Горецкий посмотрел на ошалевшего Бориса и рассмеялся:

– Не беспокойтесь, голубчик, до нефтеперегонного завода дело не дойдет. Перед нами стоит одна локальная задача: выяснить, на какую могущественную державу работает прекрасная Гюзель. Она заинтересуется вами, как только узнает, что вы имеете отношение к нефти. Что же касается подтверждения того, что вы наследник Гаджиева, то мы с мистером Солсбери в самом ближайшем будущем предпримем некоторые меры…

И вот сегодня утром на прогулке Борис вроде бы случайно упомянул в разговоре свое нефтяное наследство. Анджела куталась в манто – на улице было прохладно. Дул резкий ветер с моря, и ничего не было странного в том, что девушка попросила Бориса отвезти ее в кабаре – нужно, мол, репетировать новый номер. Борис непритворно огорчился, на что Анджела ответила, что сегодня вечером она не выступает, так что они смогут пообедать попозже, а потом…

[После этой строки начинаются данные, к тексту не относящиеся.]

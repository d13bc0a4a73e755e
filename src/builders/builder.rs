//! Builder trait and the values flowing through the lifecycle

use super::{BuildType, Framework, ProjectLayout};
use crate::archive::robust_remove;
use crate::config::Config;
use crate::error::{SparkleError, SparkleResult};
use crate::platform::{Host, HostOs};
use crate::prerequisites::{ResolveContext, ToolKind, Toolchain};
use crate::process::{run_logged, CommandLine, ToolEnv};
use crate::ui::UiContext;
use async_trait::async_trait;
use std::ffi::OsString;
use std::path::{Path, PathBuf};
use tracing::debug;

/// Everything one invocation asked for; never changes once built
#[derive(Debug, Clone, PartialEq, Eq)]
pub struct BuildConfiguration {
    pub framework: Framework,
    pub build_type: BuildType,
    pub clean: bool,
    pub generate_only: bool,
    pub ide_tooling_only: bool,
    pub archive: bool,
    pub run: bool,
    pub setup_only: bool,
    pub sanitizer: bool,
    pub profiler: bool,
    pub shader_debug: bool,
    pub apple_auto_sign: bool,
    /// Whitespace-separated extra `-D...` arguments
    pub extra_toolchain_args: String,
    /// Forwarded verbatim to the launched application
    pub passthrough_args: Vec<String>,
}

impl BuildConfiguration {
    pub fn new(framework: Framework, build_type: BuildType) -> Self {
        Self {
            framework,
            build_type,
            clean: false,
            generate_only: false,
            ide_tooling_only: false,
            archive: false,
            run: false,
            setup_only: false,
            sanitizer: false,
            profiler: false,
            shader_debug: false,
            apple_auto_sign: false,
            extra_toolchain_args: String::new(),
            passthrough_args: Vec::new(),
        }
    }

    /// Feature switches followed by the extra toolchain arguments
    pub fn cmake_options(&self) -> Vec<String> {
        let switch = |name: &str, on: bool| format!("-D{}={}", name, if on { "ON" } else { "OFF" });
        let mut options = vec![
            switch("ENABLE_PROFILER", self.profiler),
            switch("SHADER_DEBUG", self.shader_debug),
            switch("ENABLE_ASAN", self.sanitizer),
        ];
        options.extend(self.extra_toolchain_args.split_whitespace().map(str::to_string));
        options
    }
}

/// A built artifact at its canonical location
#[derive(Debug, Clone, PartialEq, Eq)]
pub struct BuildArtifact {
    pub path: PathBuf,
    pub platform: HostOs,
    pub framework: Framework,
    pub build_type: BuildType,
}

/// Result of `archive()`; `signed` is false when signing was skipped or degraded
#[derive(Debug, Clone, PartialEq, Eq)]
pub struct ArchiveOutcome {
    pub path: PathBuf,
    pub signed: bool,
}

/// How a local artifact is launched
#[derive(Debug, Clone, PartialEq, Eq)]
pub struct LaunchSpec {
    pub program: PathBuf,
    pub args: Vec<String>,
    pub working_dir: PathBuf,
    pub env: ToolEnv,
}

impl LaunchSpec {
    pub fn command(&self) -> CommandLine {
        CommandLine::new(&self.program)
            .args(&self.args)
            .current_dir(&self.working_dir)
            .env(&self.env)
    }
}

/// What `run()` ended up doing
#[derive(Debug, Clone, PartialEq, Eq)]
pub enum RunOutcome {
    /// Local process ran to completion
    Exited { launch: LaunchSpec, code: i32 },
    /// Installed and started on an attached device
    Deployed { device: String },
    /// Automatic deployment failed; manual steps were printed
    Manual,
}

/// Inputs shared by every lifecycle stage
pub struct BuildContext {
    pub config: BuildConfiguration,
    pub layout: ProjectLayout,
    pub toolchain: Toolchain,
    pub settings: Config,
    pub resolve: ResolveContext,
}

impl BuildContext {
    pub fn host(&self) -> Host {
        self.resolve.host
    }

    pub fn ui(&self) -> &UiContext {
        self.resolve.ui()
    }

    pub fn var(&self, key: &str) -> Option<String> {
        self.resolve.var(key)
    }

    pub fn framework(&self) -> Framework {
        self.config.framework
    }

    pub fn build_type(&self) -> BuildType {
        self.config.build_type
    }

    /// A command with the toolchain environment applied
    pub fn command(&self, program: impl Into<OsString>) -> CommandLine {
        CommandLine::new(program).env(self.toolchain.env())
    }

    /// The resolved CMake, working in `dir`
    pub fn cmake(&self, dir: &Path) -> SparkleResult<CommandLine> {
        let cmake = self.toolchain.path(ToolKind::Cmake)?;
        Ok(self.command(cmake).current_dir(dir))
    }

    /// Executable name of the application target on this host
    pub fn executable_name(&self) -> String {
        self.host().os.exe(&self.settings.project.target)
    }

    pub fn artifact(&self, path: PathBuf) -> BuildArtifact {
        BuildArtifact {
            path,
            platform: self.host().os,
            framework: self.framework(),
            build_type: self.build_type(),
        }
    }
}

/// Lifecycle every target platform implements
#[async_trait]
pub trait FrameworkBuilder: Send + Sync {
    fn framework(&self) -> Framework;

    /// Tools this framework needs on `host`
    fn required_tools(&self, host: Host) -> Vec<ToolKind>;

    /// Canonical location of the build product
    fn artifact_path(&self, ctx: &BuildContext) -> PathBuf;

    /// Configure a tree for language servers; returns its directory
    async fn configure_for_ide_tooling(&self, ctx: &BuildContext) -> SparkleResult<PathBuf>;

    /// Generate an IDE project; returns its directory
    async fn generate_project(&self, ctx: &BuildContext) -> SparkleResult<PathBuf>;

    async fn build(&self, ctx: &BuildContext) -> SparkleResult<BuildArtifact>;

    async fn archive(&self, ctx: &BuildContext) -> SparkleResult<ArchiveOutcome>;

    async fn run(&self, ctx: &BuildContext) -> SparkleResult<RunOutcome>;
}

/// Which lifecycle stage a logged command belongs to
#[derive(Debug, Clone, Copy, PartialEq, Eq)]
pub(crate) enum Stage {
    Configure,
    Build,
}

/// Run a toolchain command with a log, mapping failure to the stage's error
pub(crate) async fn run_stage(
    ctx: &BuildContext,
    stage: Stage,
    cmd: &CommandLine,
    log: &Path,
    description: &str,
) -> SparkleResult<()> {
    if run_logged(cmd, log, description).await? {
        return Ok(());
    }
    let framework = ctx.framework().to_string();
    let log = log.to_path_buf();
    Err(match stage {
        Stage::Configure => SparkleError::ConfigureFailed { framework, log },
        Stage::Build => SparkleError::BuildFailed { framework, log },
    })
}

/// Create a stage directory, emptying it first on `--clean`
pub(crate) async fn prepare_dir(dir: &Path, clean: bool) -> SparkleResult<()> {
    if clean {
        debug!("Cleaning {}", dir.display());
        robust_remove(dir).await?;
    }
    tokio::fs::create_dir_all(dir)
        .await
        .map_err(|e| SparkleError::io(format!("creating {}", dir.display()), e))
}

/// Fail with `ArtifactNotFound` unless `path` exists
pub(crate) fn require_artifact(path: &Path) -> SparkleResult<()> {
    if path.exists() {
        Ok(())
    } else {
        Err(SparkleError::ArtifactNotFound(path.to_path_buf()))
    }
}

При слове «потом» она так многообещающе улыбнулась, что у Бориса сердце вспорхнуло малиновкой. Он склонился к руке мадемуазель, чтобы скрыть довольный блеск в глазах.

Они пообедали в ресторане отеля. Более внимательный наблюдатель определил бы, что сегодня вечером Анджела выглядит задумчивой и только старается казаться веселой и беззаботной, но Борису в данный момент было не до таких тонкостей. Перед ним сидела хорошенькая молодая женщина, которая улыбалась и всячески давала понять, что он ей небезразличен. Чего еще можно было желать молодому здоровому мужчине, который больше полугода вообще не видел рядом с собой женщин?

В номере отеля у Бориса из головы вылетели англичане, нефть, полковник Горецкий… И теперь он лежал в блаженной истоме, сознавая, что вполне счастлив. Он уже погружался в сладкую дрему, и побежали перед глазами, как бывает перед спокойным сном, какие-то дома, замки, озера и сады, как вдруг Анджела спросила его полушепотом:

– Ты спишь, дорогой?

Как ни был Борис умиротворен, что-то в ее голосе его насторожило. Голос был слишком серьезный, в нем явственно прослушивалось напряжение. Борис не отозвался, только поворочался немного, якобы во сне. Анджела поцеловала его в лоб. Борис постарался дышать максимально ровно. Легкие движения рядом подсказали ему, что Анджела осторожно встала с кровати. Босые ноги неслышно ступали по ворсистому ковру, но вот слегка скрипнул стул, после чего Анджела испуганно затихла. Едва слышно звякнули пуговицы френча, который Борис бросил на кресло у окна.

Вот, значит, как. Стало быть, она роется в его карманах. И несомненно, она не собирается его обокрасть, ей нужно другое.

Борис сосредоточился на дыхании. Что бы ни случилось, он должен дышать ровно, он крепко спит. Анджела, надо думать, уже достала из кармана френча бумажник и теперь внимательно изучает его содержимое. Из документов там есть еще довоенный паспорт, а также та бумага, что выдали ему в штабе Русской армии уже здесь, в Константинополе. Есть и еще одна вещь – письмо, старое, истершееся на сгибах письмо якобы от его тетки Анны Николаевны Гаджиевой, присланное ею в Петроград в восемнадцатом году сразу после смерти ее мужа Бари Гаджиева. Письмо написано по-русски, так что вряд ли Анджела хорошо его поймет, но внизу есть несколько строк по-французски, и подпись очень разборчива. Письмо изготовил полковник Горецкий. Само по себе оно доказательством не является, но, как утверждал полковник, сможет кое-кого заинтересовать.

Но какова плутовка Анджела? Как невинно краснела, когда говорила, что не нужно подарков и что Борис не такой, как другие. А он-то, дурак, еще переживал, что девушку втягивают в сомнительную игру.

Борис отважился приоткрыть один глаз. Анджела увлеченно читала письмо. Он крепко зажмурился и забормотал что-то по-русски. Через секунду Анджела была уже возле него. Она обняла его за шею и отвернула его голову от окна, чтобы он не заметил вывалившийся бумажник. Поцелуй был длинным и ошеломляющим. Последней мыслью Бориса было, что в нынешней его работе есть, несомненно, очень приятные стороны.